JEFFERSON — It was just another haircut for Megan Vergenz. Or so she thought.
“First, a bystander came in and said, ‘All of you have to get out of here,’” Vergenz said. “When I was paying for my haircut, a firefighter came in and told us we had to evacuate immediately because of a gas leak.”
Vergenz said that as soon as the front door to Awaken Salon and Wellness Spa, 123 E. Milwaukee St., was opened she could hear the hissing sound of the natural gas spewing into the air.
“You could smell it, but it wasn’t too bad because it was windy,” she said.
Vergenz, who works as an advertising operations manager for the Daily Jefferson County Union, said she asked the firefighter about her car.
The firefighter was quick to remind her of the possibility of sparking a flame and causing a potential disaster like what happened in Sun Prairie in 2018.
There, a massive natural gas explosion left one firefighter dead and five others hospitalized.
Firefighters and police officers responded to a reported gas leak caused after a contractor struck a natural gas main, and an evacuation was under way when the blast happened.
WE Energies officials later said workers for a contractor apparently punctured a 4-inch natural gas main, sending gas leaking into a building ahead of the explosion in Sun Prairie.
Jefferson Fire Chief Ronald Wegner said what happened in Sun Prairie was running through his mind.
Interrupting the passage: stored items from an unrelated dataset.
// SPDX-License-Identifier: PMPL-1.0-or-later
//! Finding classifier: maps one raw finding to a severity, category,
//! criterion label, and remediation text.
//!
//! Pure and deterministic. The lookup tables are immutable data built once
//! at engine construction and passed by reference; the classifier never
//! rejects a finding - unknown impacts, tags, and rule ids all fall through
//! to conservative defaults.

use crate::model::{Impact, RawFinding, Severity};

/// Rule-checker tags mapped to canonical WCAG success-criterion labels.
/// First tag present on the finding wins.
const CRITERIA: &[(&str, &str)] = &[
    ("wcag111", "WCAG 2.1 A - 1.1.1 Non-text Content"),
    ("wcag141", "WCAG 2.1 A - 1.4.1 Use of Color"),
    ("wcag143", "WCAG 2.1 AA - 1.4.3 Contrast (Minimum)"),
    ("wcag146", "WCAG 2.1 AAA - 1.4.6 Contrast (Enhanced)"),
    ("wcag148", "WCAG 2.1 AAA - 1.4.8 Visual Presentation"),
    ("wcag211", "WCAG 2.1 A - 2.1.1 Keyboard"),
    ("wcag212", "WCAG 2.1 A - 2.1.2 No Keyboard Trap"),
    ("wcag214", "WCAG 2.1 AAA - 2.1.4 Character Key Shortcuts"),
    ("wcag241", "WCAG 2.1 A - 2.4.1 Bypass Blocks"),
    ("wcag242", "WCAG 2.1 A - 2.4.2 Page Titled"),
    ("wcag243", "WCAG 2.1 A - 2.4.3 Focus Order"),
    ("wcag244", "WCAG 2.1 A - 2.4.4 Link Purpose (In Context)"),
    ("wcag245", "WCAG 2.1 AA - 2.4.5 Multiple Ways"),
    ("wcag246", "WCAG 2.1 AA - 2.4.6 Headings and Labels"),
    ("wcag247", "WCAG 2.1 AA - 2.4.7 Focus Visible"),
    ("wcag248", "WCAG 2.1 AAA - 2.4.8 Location"),
    ("wcag249", "WCAG 2.1 AAA - 2.4.9 Link Purpose (Link Only)"),
    ("wcag2410", "WCAG 2.1 AAA - 2.4.10 Section Headings"),
    ("wcag321", "WCAG 2.1 A - 3.2.1 On Focus"),
    ("wcag322", "WCAG 2.1 A - 3.2.2 On Input"),
    ("wcag323", "WCAG 2.1 AA - 3.2.3 Consistent Navigation"),
    ("wcag324", "WCAG 2.1 AA - 3.2.4 Consistent Identification"),
    ("wcag325", "WCAG 2.1 AAA - 3.2.5 Change on Request"),
    ("wcag331", "WCAG 2.1 A - 3.3.1 Error Identification"),
    ("wcag332", "WCAG 2.1 A - 3.3.2 Labels or Instructions"),
    ("wcag333", "WCAG 2.1 AA - 3.3.3 Error Suggestion"),
    ("wcag334", "WCAG 2.1 AA - 3.3.4 Error Prevention (Legal, Financial, Data)"),
    ("wcag335", "WCAG 2.1 AAA - 3.3.5 Help"),
    ("wcag336", "WCAG 2.1 AAA - 3.3.6 Error Prevention (All)"),
    ("wcag411", "WCAG 2.1 A - 4.1.1 Parsing"),
    ("wcag412", "WCAG 2.1 A - 4.1.2 Name, Role, Value"),
    ("wcag413", "WCAG 2.1 AA - 4.1.3 Status Messages"),
];

/// Rule-id keyed remediation texts.
const RULE_FIXES: &[(&str, &str)] = &[
    ("color-contrast", "Ensure color contrast ratio meets WCAG AAA standards (7:1 for normal text, 4.5:1 for large text). Consider implementing high contrast mode toggle."),
    ("image-alt", "Provide comprehensive alt text that describes both the image content and its purpose. For decorative images, use empty alt=\"\" or aria-hidden=\"true\"."),
    ("link-name", "Use descriptive link text that clearly indicates the destination or purpose. Avoid generic terms like \"click here\" or \"read more\"."),
    ("button-name", "Ensure buttons have clear, descriptive names via text content, aria-label, or aria-labelledby. Include action context."),
    ("form-field-multiple-labels", "Use a single, clear label for each form field. Implement fieldset and legend for grouped fields."),
    ("heading-order", "Maintain logical heading hierarchy (h1\u{2192}h2\u{2192}h3) for screen reader navigation and cognitive clarity."),
    ("landmark-unique", "Provide unique, descriptive names for landmarks using aria-label or aria-labelledby for better navigation."),
    ("aria-hidden-focus", "Never hide focusable elements from screen readers. Use visible focus indicators and proper focus management."),
    ("tabindex", "Avoid positive tabindex values. Use tabindex=\"0\" for programmatically focusable elements, \"-1\" for programmatic focus only."),
    ("page-has-heading-one", "Include exactly one h1 element per page that describes the main content or purpose."),
    ("region", "Wrap all page content in appropriate landmarks (main, nav, aside, footer) for better screen reader navigation."),
    ("skip-link", "Implement visible skip links that allow keyboard users to bypass repetitive navigation."),
    ("focus-order-semantics", "Ensure focus order follows logical reading sequence and matches visual layout."),
    ("label-content-name-mismatch", "Ensure visible text labels match accessible names for voice control users."),
];

/// Category-keyed remediation fallbacks.
const CATEGORY_FIXES: &[(&str, &str)] = &[
    ("Cognitive & Reading", "Consider reading level, cognitive load, and content complexity. Use clear language, short sentences, and logical information hierarchy."),
    ("Visual Accessibility", "Implement multiple visual cues beyond color. Consider text spacing, font choices, and high contrast options."),
    ("Multimedia", "Provide comprehensive multimedia alternatives: captions, transcripts, audio descriptions, and sign language interpretation where appropriate."),
    ("Navigation & Usability", "Ensure consistent navigation patterns, clear error messages, and robust keyboard support throughout the interface."),
    ("Enhanced Navigation", "Implement advanced ARIA patterns, custom keyboard shortcuts, and clear focus management for complex interactions."),
];

const GENERIC_FIX: &str =
    "Review WCAG 2.1 AAA guidelines and implement comprehensive accessibility improvements for this issue.";

/// Immutable classifier configuration, built once at process start.
#[derive(Debug)]
pub struct ClassifierTables {
    criteria: &'static [(&'static str, &'static str)],
    rule_fixes: &'static [(&'static str, &'static str)],
    category_fixes: &'static [(&'static str, &'static str)],
}

impl Default for ClassifierTables {
    fn default() -> Self {
        Self {
            criteria: CRITERIA,
            rule_fixes: RULE_FIXES,
            category_fixes: CATEGORY_FIXES,
        }
    }
}

/// Classification result for one finding.
#[derive(Debug, Clone, PartialEq, Eq)]
pub struct Classification {
    pub severity: Severity,
    pub category: &'static str,
    pub sub_category: &'static str,
    pub criterion: String,
    pub remediation: String,
}

/// Classify one raw finding.
pub fn classify(tables: &ClassifierTables, finding: &RawFinding) -> Classification {
    let severity = severity_for(finding.impact);
    let (category, sub_category) = categorize(&finding.tags, &finding.id);
    let criterion = criterion_for(tables, &finding.tags, &finding.id);
    let remediation = remediation_for(tables, &finding.id, category);
    Classification {
        severity,
        category,
        sub_category,
        criterion,
        remediation,
    }
}

/// Map a rule-checker impact to an issue severity. Fail-safe: anything
/// unrecognized is minor.
pub fn severity_for(impact: Impact) -> Severity {
    match impact {
        Impact::Critical => Severity::Critical,
        Impact::Serious => Severity::Major,
        Impact::Moderate | Impact::Minor | Impact::Unknown => Severity::Minor,
    }
}

/// Ordered category rules, first match wins.
///
/// The ordering is a design contract: categories drive downstream UI
/// grouping, so reclassification must preserve it exactly.
pub fn categorize(tags: &[String], rule_id: &str) -> (&'static str, &'static str) {
    let has = |tag: &str| tags.iter().any(|t| t == tag);

    if has("color-contrast") || rule_id.contains("contrast") {
        return ("Visual Accessibility", "Color Contrast");
    }
    if has("wcag2a") && has("cat.text-alternatives") {
        return ("Multimedia", "Alternative Text");
    }
    if has("keyboard") || rule_id.contains("keyboard") {
        return ("Navigation & Usability", "Keyboard Navigation");
    }
    if has("cat.aria") || rule_id.contains("aria") {
        return ("Enhanced Navigation", "ARIA Support");
    }
    if has("cat.structure") || rule_id.contains("heading") {
        return ("Cognitive & Reading", "Content Structure");
    }
    if has("cat.name-role-value") {
        return ("Navigation & Usability", "Element Identification");
    }
    if has("cat.forms") {
        return ("Enhanced Navigation", "Form Accessibility");
    }
    if has("cat.tables") {
        return ("Cognitive & Reading", "Data Tables");
    }
    if has("cat.time-based-media") {
        return ("Multimedia", "Time-Based Media");
    }
    if has("cat.language") {
        return ("Cognitive & Reading", "Language & Readability");
    }

    ("General Compliance", "Other")
}

/// Resolve the canonical criterion label for a finding.
///
/// Lookup order: specific criterion tag, AODA id-substring extensions,
/// broadest conformance tier tag, generic label.
fn criterion_for(tables: &ClassifierTables, tags: &[String], rule_id: &str) -> String {
    for tag in tags {
        if let Some((_, label)) = tables.criteria.iter().find(|(t, _)| *t == tag.as_str()) {
            return (*label).to_string();
        }
    }

    if rule_id.contains("reading-level") || rule_id.contains("cognitive") {
        return "AODA - Cognitive & Reading Support".to_string();
    }
    if rule_id.contains("sign-language") || rule_id.contains("multimedia") {
        return "AODA - Multimedia Accessibility".to_string();
    }

    let has = |tag: &str| tags.iter().any(|t| t == tag);
    if has("wcag2aaa") {
        return "WCAG 2.1 AAA".to_string();
    }
    if has("wcag2aa") {
        return "WCAG 2.1 AA".to_string();
    }
    if has("wcag2a") {
        return "WCAG 2.1 A".to_string();
    }

    "WCAG 2.1 Enhanced".to_string()
}

/// Remediation text: rule-id table, then category table, then a generic
/// sentence. Never fails.
fn remediation_for(tables: &ClassifierTables, rule_id: &str, category: &str) -> String {
    if let Some((_, fix)) = tables.rule_fixes.iter().find(|(id, _)| *id == rule_id) {
        return (*fix).to_string();
    }
    if let Some((_, fix)) = tables.category_fixes.iter().find(|(cat, _)| *cat == category) {
        return (*fix).to_string();
    }
    GENERIC_FIX.to_string()
}

#[cfg(test)]
mod tests {
    use super::*;
    use crate::model::AffectedNode;

    fn finding(id: &str, impact: Impact, tags: &[&str]) -> RawFinding {
        RawFinding {
            id: id.to_string(),
            impact,
            description: "desc".to_string(),
            help: "help".to_string(),
            help_url: "https://dequeuniversity.com/rules".to_string(),
            tags: tags.iter().map(|t| t.to_string()).collect(),
            nodes: vec![AffectedNode { html: "<div>".to_string() }],
        }
    }

    #[test]
    fn test_severity_mapping() {
        assert_eq!(severity_for(Impact::Critical), Severity::Critical);
        assert_eq!(severity_for(Impact::Serious), Severity::Major);
        assert_eq!(severity_for(Impact::Moderate), Severity::Minor);
        assert_eq!(severity_for(Impact::Minor), Severity::Minor);
        assert_eq!(severity_for(Impact::Unknown), Severity::Minor);
    }

    #[test]
    fn test_category_first_match_wins() {
        // Contrast rule is tested before ARIA, so a finding carrying both
        // classifies as contrast.
        let (category, sub) = categorize(
            &["color-contrast".to_string(), "cat.aria".to_string()],
            "aria-contrast",
        );
        assert_eq!(category, "Visual Accessibility");
        assert_eq!(sub, "Color Contrast");
    }

    #[test]
    fn test_category_by_rule_id_substring() {
        let (category, sub) = categorize(&[], "empty-heading");
        assert_eq!(category, "Cognitive & Reading");
        assert_eq!(sub, "Content Structure");
    }

    #[test]
    fn test_category_alt_text_needs_both_tags() {
        let (category, _) = categorize(&["cat.text-alternatives".to_string()], "image-alt");
        assert_ne!(category, "Multimedia");

        let (category, sub) = categorize(
            &["wcag2a".to_string(), "cat.text-alternatives".to_string()],
            "image-alt",
        );
        assert_eq!(category, "Multimedia");
        assert_eq!(sub, "Alternative Text");
    }

    #[test]
    fn test_category_default() {
        let (category, sub) = categorize(&["best-practice".to_string()], "meta-viewport");
        assert_eq!(category, "General Compliance");
        assert_eq!(sub, "Other");
    }

    #[test]
    fn test_criterion_tag_lookup() {
        let tables = ClassifierTables::default();
        let f = finding("color-contrast", Impact::Serious, &["cat.color", "wcag2aa", "wcag143"]);
        let classification = classify(&tables, &f);
        assert_eq!(classification.criterion, "WCAG 2.1 AA - 1.4.3 Contrast (Minimum)");
    }

    #[test]
    fn test_criterion_aoda_fallbacks() {
        let tables = ClassifierTables::default();
        let f = finding("reading-level-check", Impact::Moderate, &[]);
        assert_eq!(
            classify(&tables, &f).criterion,
            "AODA - Cognitive & Reading Support"
        );

        let f = finding("sign-language-missing", Impact::Moderate, &[]);
        assert_eq!(
            classify(&tables, &f).criterion,
            "AODA - Multimedia Accessibility"
        );
    }

    #[test]
    fn test_criterion_tier_fallback_prefers_broadest() {
        let tables = ClassifierTables::default();
        let f = finding("custom-rule", Impact::Minor, &["wcag2a", "wcag2aaa"]);
        assert_eq!(classify(&tables, &f).criterion, "WCAG 2.1 AAA");
    }

    #[test]
    fn test_criterion_generic_fallback() {
        let tables = ClassifierTables::default();
        let f = finding("custom-rule", Impact::Minor, &["best-practice"]);
        assert_eq!(classify(&tables, &f).criterion, "WCAG 2.1 Enhanced");
    }

    #[test]
    fn test_remediation_rule_then_category_then_generic() {
        let tables = ClassifierTables::default();

        let f = finding("image-alt", Impact::Critical, &["wcag2a", "cat.text-alternatives"]);
        let c = classify(&tables, &f);
        assert!(c.remediation.starts_with("Provide comprehensive alt text"));

        // No rule fix, but the category (via aria substring) has one.
        let f = finding("aria-valid-attr", Impact::Serious, &["cat.aria"]);
        let c = classify(&tables, &f);
        assert!(c.remediation.starts_with("Implement advanced ARIA patterns"));

        // Neither table hits: General Compliance has no category fix.
        let f = finding("custom-rule", Impact::Minor, &[]);
        let c = classify(&tables, &f);
        assert!(c.remediation.starts_with("Review WCAG 2.1 AAA guidelines"));
    }

    #[test]
    fn test_classifier_never_rejects() {
        let tables = ClassifierTables::default();
        let f = finding("", Impact::Unknown, &[]);
        let c = classify(&tables, &f);
        assert_eq!(c.severity, Severity::Minor);
        assert_eq!(c.category, "General Compliance");
        assert!(!c.remediation.is_empty());
        assert!(!c.criterion.is_empty());
    }
}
“We thought of it, especially when you get that type of call,” he said. “We needed to evacuate people quickly and safely.”
Wegner said the cause of the gas leak was human error.
“A gentleman just backed up his car too far, hit a gas meter and snapped it from the ground,” Wegner said.
The incident occurred outside of Tan-A-Latte, an espresso bar at 122 S. Main St. in Jefferson.
He said the man didn’t have a medical emergency, but just hit the meter with his car.
The age of the man was not known at presstime Friday.
Wegner said his department received the call at 4:28 p.m. and immediately called for backup from the Fort Atkinson Fire Department in case the situation turned worse.
“We evacuated everyone from their businesses in a one-block radius to the east,” he said.
Wegner said the 25 miles per hour winds from the southwest helped to dissipate the natural gas quickly.
He said WE Energies was on the scene at 5:12 p.m. and shut the natural gas off from the street.
Wegner said the businesses in the 100 block of South Main Street were evacuated and the natural gas to them was shut off.
Emergency crews cleared the area at 6:15 p.m. Shortly thereafter, businesses reopened.
“I thought it went very well. Everyone was cooperative. We’re not doing it to be an inconvenience. We’re doing it to safe lives,” Wegner stated. “It could’ve been a lot worse, but we had officers from the City of Jefferson Police Department and deputies from Jefferson County — even the sheriff — helping us with traffic control, and keeping bystanders away and out of danger.”
He said no residents or firefighters were injured in the incident.
The fire chief said the emergency management team also was available helping people to evacuate and providing them with bottled water.
“I thought it was handled very well, too,” she said. “Emergency responders were at the scene very quickly and they made sure all of the people kept walking away from the gas leak.”